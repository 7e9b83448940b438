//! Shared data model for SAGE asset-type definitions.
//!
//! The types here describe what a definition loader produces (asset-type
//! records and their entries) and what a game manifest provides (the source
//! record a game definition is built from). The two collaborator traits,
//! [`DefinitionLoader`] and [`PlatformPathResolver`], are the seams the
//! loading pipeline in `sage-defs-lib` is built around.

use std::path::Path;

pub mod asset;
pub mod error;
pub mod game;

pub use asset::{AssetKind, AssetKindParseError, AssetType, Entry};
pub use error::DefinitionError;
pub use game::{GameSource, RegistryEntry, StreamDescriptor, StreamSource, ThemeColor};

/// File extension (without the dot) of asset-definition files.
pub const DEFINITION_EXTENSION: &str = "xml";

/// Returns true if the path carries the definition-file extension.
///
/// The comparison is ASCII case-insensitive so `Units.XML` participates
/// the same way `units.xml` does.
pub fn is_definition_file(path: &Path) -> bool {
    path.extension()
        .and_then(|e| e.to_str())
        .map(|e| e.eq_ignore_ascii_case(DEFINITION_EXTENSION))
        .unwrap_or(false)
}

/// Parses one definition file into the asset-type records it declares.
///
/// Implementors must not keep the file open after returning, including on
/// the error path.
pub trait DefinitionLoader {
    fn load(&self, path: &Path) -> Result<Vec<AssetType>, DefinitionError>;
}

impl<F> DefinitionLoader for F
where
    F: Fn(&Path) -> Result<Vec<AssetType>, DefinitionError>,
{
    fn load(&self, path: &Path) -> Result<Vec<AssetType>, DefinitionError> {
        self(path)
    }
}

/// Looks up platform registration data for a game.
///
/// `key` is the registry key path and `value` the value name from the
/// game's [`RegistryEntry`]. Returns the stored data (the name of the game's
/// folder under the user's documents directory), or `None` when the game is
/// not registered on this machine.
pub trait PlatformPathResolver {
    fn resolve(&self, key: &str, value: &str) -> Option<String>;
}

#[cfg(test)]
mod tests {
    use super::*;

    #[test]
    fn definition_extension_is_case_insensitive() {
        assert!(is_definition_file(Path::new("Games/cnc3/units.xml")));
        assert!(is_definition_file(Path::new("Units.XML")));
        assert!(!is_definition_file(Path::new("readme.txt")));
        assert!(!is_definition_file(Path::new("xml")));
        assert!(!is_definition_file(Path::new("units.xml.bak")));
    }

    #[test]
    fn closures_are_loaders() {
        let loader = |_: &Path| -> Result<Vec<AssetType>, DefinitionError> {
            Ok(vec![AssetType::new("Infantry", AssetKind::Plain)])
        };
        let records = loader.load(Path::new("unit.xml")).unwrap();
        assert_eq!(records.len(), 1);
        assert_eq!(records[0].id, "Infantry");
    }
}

--

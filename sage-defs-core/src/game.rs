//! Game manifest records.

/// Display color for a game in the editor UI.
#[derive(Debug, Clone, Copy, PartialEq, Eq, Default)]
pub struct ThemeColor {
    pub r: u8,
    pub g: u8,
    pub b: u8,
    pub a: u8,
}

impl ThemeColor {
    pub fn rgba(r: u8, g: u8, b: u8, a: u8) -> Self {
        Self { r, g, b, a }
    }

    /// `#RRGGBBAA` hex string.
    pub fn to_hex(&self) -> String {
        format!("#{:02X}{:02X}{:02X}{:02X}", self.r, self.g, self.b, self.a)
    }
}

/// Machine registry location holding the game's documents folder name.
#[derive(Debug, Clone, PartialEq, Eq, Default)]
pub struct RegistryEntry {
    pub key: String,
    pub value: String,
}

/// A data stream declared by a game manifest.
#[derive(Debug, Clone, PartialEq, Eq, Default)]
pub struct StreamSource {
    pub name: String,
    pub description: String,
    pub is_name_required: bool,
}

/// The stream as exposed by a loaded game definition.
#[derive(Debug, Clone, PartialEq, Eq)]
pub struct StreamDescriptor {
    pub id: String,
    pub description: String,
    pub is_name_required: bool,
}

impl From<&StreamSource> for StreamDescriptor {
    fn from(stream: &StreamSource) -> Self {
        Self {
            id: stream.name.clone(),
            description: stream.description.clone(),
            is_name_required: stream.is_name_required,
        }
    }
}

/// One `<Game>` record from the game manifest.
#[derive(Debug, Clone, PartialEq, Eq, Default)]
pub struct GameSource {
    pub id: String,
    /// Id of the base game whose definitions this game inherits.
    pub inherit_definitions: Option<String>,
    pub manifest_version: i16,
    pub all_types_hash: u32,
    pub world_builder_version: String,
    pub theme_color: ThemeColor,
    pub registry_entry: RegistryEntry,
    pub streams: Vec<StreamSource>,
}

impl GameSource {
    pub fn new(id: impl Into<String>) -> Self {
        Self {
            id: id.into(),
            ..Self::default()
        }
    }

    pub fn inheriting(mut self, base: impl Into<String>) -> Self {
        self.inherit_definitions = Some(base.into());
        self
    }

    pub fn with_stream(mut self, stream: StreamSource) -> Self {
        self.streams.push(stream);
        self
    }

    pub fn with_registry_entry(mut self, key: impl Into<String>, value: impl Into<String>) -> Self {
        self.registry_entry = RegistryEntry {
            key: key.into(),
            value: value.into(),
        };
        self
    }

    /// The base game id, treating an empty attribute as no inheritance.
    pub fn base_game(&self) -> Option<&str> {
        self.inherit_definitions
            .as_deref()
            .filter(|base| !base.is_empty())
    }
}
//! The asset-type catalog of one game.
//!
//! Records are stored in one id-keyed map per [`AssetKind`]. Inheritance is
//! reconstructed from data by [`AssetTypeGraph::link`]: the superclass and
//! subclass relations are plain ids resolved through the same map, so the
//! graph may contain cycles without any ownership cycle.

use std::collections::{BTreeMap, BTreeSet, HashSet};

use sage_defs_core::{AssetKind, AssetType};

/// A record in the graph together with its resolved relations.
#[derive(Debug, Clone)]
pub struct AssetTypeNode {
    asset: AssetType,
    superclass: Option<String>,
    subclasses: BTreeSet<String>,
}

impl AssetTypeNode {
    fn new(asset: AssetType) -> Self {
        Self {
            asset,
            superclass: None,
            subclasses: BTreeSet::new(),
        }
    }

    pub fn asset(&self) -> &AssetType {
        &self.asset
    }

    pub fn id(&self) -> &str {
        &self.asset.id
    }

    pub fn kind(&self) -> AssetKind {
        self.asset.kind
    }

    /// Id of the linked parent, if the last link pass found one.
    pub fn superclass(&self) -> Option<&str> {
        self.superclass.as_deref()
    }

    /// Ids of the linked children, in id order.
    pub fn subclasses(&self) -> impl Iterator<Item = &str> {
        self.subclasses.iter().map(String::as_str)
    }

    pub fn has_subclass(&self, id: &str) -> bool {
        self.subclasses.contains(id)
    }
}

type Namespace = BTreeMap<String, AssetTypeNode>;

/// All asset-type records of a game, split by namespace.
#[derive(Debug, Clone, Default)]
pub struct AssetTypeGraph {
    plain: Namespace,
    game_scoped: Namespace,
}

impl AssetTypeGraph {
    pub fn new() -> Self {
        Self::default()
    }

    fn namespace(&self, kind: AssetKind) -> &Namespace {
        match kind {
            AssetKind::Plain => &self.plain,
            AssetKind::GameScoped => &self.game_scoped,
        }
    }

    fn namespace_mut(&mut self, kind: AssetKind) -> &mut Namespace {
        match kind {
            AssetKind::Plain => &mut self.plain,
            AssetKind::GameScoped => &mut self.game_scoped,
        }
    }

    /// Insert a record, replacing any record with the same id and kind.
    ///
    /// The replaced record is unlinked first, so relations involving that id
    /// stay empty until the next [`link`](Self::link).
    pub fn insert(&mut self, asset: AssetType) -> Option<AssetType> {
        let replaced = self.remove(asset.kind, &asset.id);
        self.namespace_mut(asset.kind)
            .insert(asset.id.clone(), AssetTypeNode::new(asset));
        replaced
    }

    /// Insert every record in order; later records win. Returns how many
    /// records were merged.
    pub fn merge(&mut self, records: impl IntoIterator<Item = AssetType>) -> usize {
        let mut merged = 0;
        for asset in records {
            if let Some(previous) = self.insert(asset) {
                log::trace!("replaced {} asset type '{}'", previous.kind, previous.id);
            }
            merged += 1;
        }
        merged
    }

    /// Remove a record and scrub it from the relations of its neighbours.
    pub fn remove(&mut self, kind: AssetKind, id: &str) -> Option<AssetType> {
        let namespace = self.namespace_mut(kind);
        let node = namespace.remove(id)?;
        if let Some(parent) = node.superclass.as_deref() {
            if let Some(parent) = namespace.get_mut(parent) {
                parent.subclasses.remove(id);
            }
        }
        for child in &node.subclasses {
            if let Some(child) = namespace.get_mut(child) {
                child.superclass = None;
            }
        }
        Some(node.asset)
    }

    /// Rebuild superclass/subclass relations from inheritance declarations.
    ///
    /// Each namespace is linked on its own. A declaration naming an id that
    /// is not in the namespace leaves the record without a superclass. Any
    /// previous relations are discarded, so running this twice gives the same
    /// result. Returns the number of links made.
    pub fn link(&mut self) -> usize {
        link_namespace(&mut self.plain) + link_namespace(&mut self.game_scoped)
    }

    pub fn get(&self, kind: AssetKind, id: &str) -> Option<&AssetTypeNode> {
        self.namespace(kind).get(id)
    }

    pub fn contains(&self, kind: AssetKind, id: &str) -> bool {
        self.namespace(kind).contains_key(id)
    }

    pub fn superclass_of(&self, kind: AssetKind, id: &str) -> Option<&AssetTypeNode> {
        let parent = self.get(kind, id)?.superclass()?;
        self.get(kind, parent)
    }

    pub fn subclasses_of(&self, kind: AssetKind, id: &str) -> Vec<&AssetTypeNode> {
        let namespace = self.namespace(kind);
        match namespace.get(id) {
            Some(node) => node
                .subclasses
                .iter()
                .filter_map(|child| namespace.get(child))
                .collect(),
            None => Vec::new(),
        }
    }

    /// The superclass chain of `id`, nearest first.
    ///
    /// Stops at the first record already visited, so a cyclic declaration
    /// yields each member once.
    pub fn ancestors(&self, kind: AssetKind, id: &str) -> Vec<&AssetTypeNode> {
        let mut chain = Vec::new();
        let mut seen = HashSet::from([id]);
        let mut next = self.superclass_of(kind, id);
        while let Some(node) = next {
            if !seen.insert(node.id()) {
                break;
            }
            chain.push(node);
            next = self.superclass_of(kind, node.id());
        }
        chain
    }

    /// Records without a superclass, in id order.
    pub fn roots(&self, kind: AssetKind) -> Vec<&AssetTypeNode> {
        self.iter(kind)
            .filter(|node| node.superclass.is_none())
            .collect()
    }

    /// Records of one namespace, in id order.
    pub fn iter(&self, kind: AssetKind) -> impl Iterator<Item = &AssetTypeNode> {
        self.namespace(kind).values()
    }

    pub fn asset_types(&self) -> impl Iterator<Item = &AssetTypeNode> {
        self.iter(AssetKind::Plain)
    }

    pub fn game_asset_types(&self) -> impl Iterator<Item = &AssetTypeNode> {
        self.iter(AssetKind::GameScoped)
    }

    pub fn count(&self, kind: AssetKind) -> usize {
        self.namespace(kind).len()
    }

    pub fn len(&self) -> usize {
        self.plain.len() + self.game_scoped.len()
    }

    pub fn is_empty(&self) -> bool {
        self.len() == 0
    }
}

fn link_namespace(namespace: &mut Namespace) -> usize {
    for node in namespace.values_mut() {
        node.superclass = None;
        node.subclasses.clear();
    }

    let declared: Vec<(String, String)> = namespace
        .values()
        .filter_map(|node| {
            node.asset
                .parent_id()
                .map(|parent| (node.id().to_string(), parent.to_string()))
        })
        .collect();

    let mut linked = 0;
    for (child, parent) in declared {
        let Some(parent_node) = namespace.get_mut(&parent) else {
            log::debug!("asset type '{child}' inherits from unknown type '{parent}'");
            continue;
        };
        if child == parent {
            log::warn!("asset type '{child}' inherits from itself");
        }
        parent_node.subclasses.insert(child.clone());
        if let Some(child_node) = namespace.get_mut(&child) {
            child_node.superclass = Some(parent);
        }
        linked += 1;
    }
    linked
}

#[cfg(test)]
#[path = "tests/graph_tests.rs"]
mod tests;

**What to do**
When a line in the data contains "stored", return it as written.

**Your response**
/// game's [`RegistryEntry`]. Returns the stored data (the name of the game's
//! Records are stored in one id-keyed map per [`AssetKind`]. Inheritance is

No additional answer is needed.